[Records drawn from a dataset]
*** Block opens ***

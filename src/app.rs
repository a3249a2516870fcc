use std::fs::{self, OpenOptions};
use std::io::{self, BufRead, Write};
use std::path::{Path, PathBuf};
use std::sync::{Arc, Mutex};

use anyhow::{Context, Result};
use tracing::{info, warn};
use tracing_subscriber::layer::SubscriberExt;
use tracing_subscriber::util::SubscriberInitExt;
use tracing_subscriber::{fmt, EnvFilter};

use crate::api;
use crate::auth;
use crate::cli::{Cli, Commands, UploadArgs};
use crate::config::{self, Config};
use crate::data::{self, ProfileService};
use crate::error::FeedError;
use crate::feed::{FeedContext, ReelFeed};
use crate::player::{Player, PlayerOptions};
use crate::session;
use crate::storage;
use crate::ui;
use crate::upload::{self, ImageKitHost, UploadRequest};

const PASSWORD_ENV: &str = "REELS_PASSWORD";

pub fn run(cli: Cli) -> Result<()> {
    let cfg = config::load(config::LoadOptions {
        config_file: cli.config.clone(),
        env_prefix: None,
    })
    .context("load config")?;
    init_logging(&cfg.log, cli.command.is_none())?;

    let Some(command) = cli.command else {
        return run_tui(&cfg, cli.offline);
    };
    match command {
        Commands::Server { url } => {
            let path = config::save_base_url(cli.config, &url)?;
            println!("Saved server {} to {}", url.trim(), friendly_path(Some(&path)));
            Ok(())
        }
        Commands::Login { email } => {
            let manager = session_manager(build_client(&cfg)?)?;
            let password = read_password()?;
            let session = manager.sign_in(&email, &password)?;
            println!("Signed in as {}.", session.email);
            Ok(())
        }
        Commands::Logout => {
            let manager = session_manager(build_client(&cfg)?)?;
            if manager.sign_out()? {
                println!("Signed out.");
            } else {
                println!("No stored session.");
            }
            Ok(())
        }
        Commands::Register { email } => {
            let flow = auth::Flow::new(build_client(&cfg)?);
            let password = read_password()?;
            let registration = flow.register(&email, &password)?;
            println!("{}", registration.message);
            if registration.requires_verification {
                println!("Check your inbox, then run `reels-tui verify <TOKEN>`.");
            }
            Ok(())
        }
        Commands::Verify { token } => {
            let flow = auth::Flow::new(build_client(&cfg)?);
            println!("{}", flow.verify_email(&token)?);
            Ok(())
        }
        Commands::Upload(args) => run_upload(&cfg, args),
        Commands::Profile { user } => {
            let service = data::ApiProfileService::new(build_client(&cfg)?);
            let profile = service.load_profile(&user)?;
            println!("{}", profile.user.display_name());
            if let Some(bio) = profile.bio.as_deref().filter(|bio| !bio.trim().is_empty()) {
                println!("{}", bio.trim());
            }
            println!(
                "{} videos · {} followers · {} following",
                profile.stats.videos, profile.stats.followers, profile.stats.following
            );
            for video in &profile.videos {
                println!(
                    "  {}  {}  ({} likes)",
                    video.duration_label(),
                    video.title,
                    video.likes
                );
            }
            Ok(())
        }
    }
}

fn run_tui(cfg: &Config, offline: bool) -> Result<()> {
    let (ctx, profiles, status_message) = if offline {
        let backend = Arc::new(data::MockBackend::default());
        let ctx = FeedContext {
            feed: backend.clone(),
            engagement: backend.clone(),
            comments: backend.clone(),
            session: Some(data::offline_session()),
            page_size: cfg.feed.page_size,
        };
        let profiles: Arc<dyn ProfileService> = backend;
        (
            ctx,
            profiles,
            "Offline sample feed. j/k to scroll, space to play, q to quit.".to_string(),
        )
    } else {
        let client = build_client(cfg)?;
        let session = match session_manager(Arc::clone(&client)) {
            Ok(manager) => manager.load_existing().unwrap_or_else(|err| {
                warn!(error = %format!("{err:#}"), "could not restore session");
                None
            }),
            Err(err) => {
                warn!(error = %format!("{err:#}"), "session storage unavailable");
                None
            }
        };
        let status = match &session {
            Some(session) => format!(
                "Signed in as {}. j/k to scroll, space to play, q to quit.",
                session.email
            ),
            None => format!(
                "Browsing {} as a guest. Likes and comments need `reels-tui login`.",
                client.base_url()
            ),
        };
        let ctx = FeedContext {
            feed: Arc::new(data::ApiFeedService::new(Arc::clone(&client))),
            engagement: Arc::new(data::ApiEngagementService::new(Arc::clone(&client))),
            comments: Arc::new(data::ApiCommentService::new(Arc::clone(&client))),
            session,
            page_size: cfg.feed.page_size,
        };
        let profiles: Arc<dyn ProfileService> = Arc::new(data::ApiProfileService::new(client));
        (ctx, profiles, status)
    };

    info!(offline, page_size = cfg.feed.page_size, "starting feed");
    let feed = ReelFeed::new(ctx, Vec::new());
    let player = Player::new(
        PlayerOptions {
            mpv_path: cfg.player.mpv_path.clone(),
            extra_args: cfg.player.extra_args.clone(),
            fullscreen: cfg.player.fullscreen,
            user_agent: cfg.server.user_agent.clone(),
        },
        feed.event_sender(),
    );

    let mut model = ui::Model::new(ui::Options {
        feed,
        player: Some(player),
        profiles,
        status_message,
    });
    model.run()
}

fn run_upload(cfg: &Config, args: UploadArgs) -> Result<()> {
    let client = build_client(cfg)?;
    let manager = session_manager(Arc::clone(&client))?;
    let session = manager
        .load_existing()?
        .ok_or(FeedError::Unauthorized)
        .context("upload: sign in with `reels-tui login <email>` first")?;
    let host = ImageKitHost::new(cfg.media.upload_url.clone(), cfg.media.upload_timeout)?;
    let request = UploadRequest {
        video: args.video,
        thumbnail: args.thumbnail,
        title: args.title,
        description: args.description,
        duration: args.duration,
    };
    let record = upload::publish(&client, &host, &session, &cfg.media.auth_path, &request)?;
    println!("Published \"{}\" ({})", record.title, record.id);
    Ok(())
}

fn build_client(cfg: &Config) -> Result<Arc<api::Client>> {
    let user_agent = if cfg.server.user_agent.trim().is_empty() {
        format!("reels-tui/{}", crate::VERSION)
    } else {
        cfg.server.user_agent.clone()
    };
    let client = api::Client::new(api::ClientConfig {
        base_url: cfg.server.base_url.clone(),
        user_agent,
        timeout: Some(cfg.server.timeout),
        http_client: None,
    })
    .context("build api client")?;
    Ok(Arc::new(client))
}

fn session_manager(client: Arc<api::Client>) -> Result<Arc<session::Manager>> {
    let store =
        Arc::new(storage::Store::open(storage::Options::default()).context("open storage")?);
    let flow = Arc::new(auth::Flow::new(client));
    Ok(Arc::new(session::Manager::new(store, flow)))
}

fn read_password() -> Result<String> {
    if let Ok(password) = std::env::var(PASSWORD_ENV) {
        if !password.is_empty() {
            return Ok(password);
        }
    }
    eprint!("Password: ");
    io::stderr().flush().ok();
    let mut line = String::new();
    io::stdin()
        .lock()
        .read_line(&mut line)
        .context("read password from stdin")?;
    Ok(line.trim_end_matches(['\r', '\n']).to_string())
}

/// File logging when configured; stderr only for one-shot commands so the TUI stays clean.
fn init_logging(cfg: &config::LogConfig, interactive: bool) -> Result<()> {
    if interactive && cfg.file.is_none() {
        return Ok(());
    }
    let filter = EnvFilter::try_from_default_env()
        .or_else(|_| EnvFilter::try_new(&cfg.level))
        .unwrap_or_else(|_| EnvFilter::new("info"));

    let file_layer = match &cfg.file {
        Some(path) => Some(
            fmt::layer()
                .with_writer(Mutex::new(open_log_file(path)?))
                .with_ansi(false)
                .with_target(false),
        ),
        None => None,
    };
    let stderr_layer = cfg
        .file
        .is_none()
        .then(|| fmt::layer().with_writer(io::stderr).with_target(false));

    let _ = tracing_subscriber::registry()
        .with(filter)
        .with(file_layer)
        .with(stderr_layer)
        .try_init();
    Ok(())
}

fn open_log_file(path: &Path) -> Result<fs::File> {
    if let Some(parent) = path.parent().filter(|p| !p.as_os_str().is_empty()) {
        fs::create_dir_all(parent)
            .with_context(|| format!("log: create directory {}", parent.display()))?;
    }
    OpenOptions::new()
        .create(true)
        .append(true)
        .open(path)
        .with_context(|| format!("log: open {}", path.display()))
}

fn friendly_path(path: Option<&PathBuf>) -> String {
    if let Some(path) = path {
        if let Some(home) = dirs::home_dir() {
            if let Ok(stripped) = path.strip_prefix(&home) {
                let mut display = String::from("~");
                if !stripped.as_os_str().is_empty() {
                    display.push_str(&format!("/{}", stripped.display()));
                }
                return display;
            }
        }
        path.display().to_string()
    } else {
        "~/.config/reels-tui/config.yaml".to_string()
    }
}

*** Block closes ***

TASK ITEM ::
Exact reproduction is required. Give the lines of the data from its first line through the line containing "let path = config::save_base_url(cli.config, &url)?;", and no others.

TASK OUTPUT ::
filename src/app.rs
repository a3249a2516870fcc
use std::fs::{self, OpenOptions};
use std::io::{self, BufRead, Write};
use std::path::{Path, PathBuf};
use std::sync::{Arc, Mutex};

use anyhow::{Context, Result};
use tracing::{info, warn};
use tracing_subscriber::layer::SubscriberExt;
use tracing_subscriber::util::SubscriberInitExt;
use tracing_subscriber::{fmt, EnvFilter};

use crate::api;
use crate::auth;
use crate::cli::{Cli, Commands, UploadArgs};
use crate::config::{self, Config};
use crate::data::{self, ProfileService};
use crate::error::FeedError;
use crate::feed::{FeedContext, ReelFeed};
use crate::player::{Player, PlayerOptions};
use crate::session;
use crate::storage;
use crate::ui;
use crate::upload::{self, ImageKitHost, UploadRequest};

const PASSWORD_ENV: &str = "REELS_PASSWORD";

pub fn run(cli: Cli) -> Result<()> {
    let cfg = config::load(config::LoadOptions {
        config_file: cli.config.clone(),
        env_prefix: None,
    })
    .context("load config")?;
    init_logging(&cfg.log, cli.command.is_none())?;

    let Some(command) = cli.command else {
        return run_tui(&cfg, cli.offline);
    };
    match command {
        Commands::Server { url } => {
            let path = config::save_base_url(cli.config, &url)?;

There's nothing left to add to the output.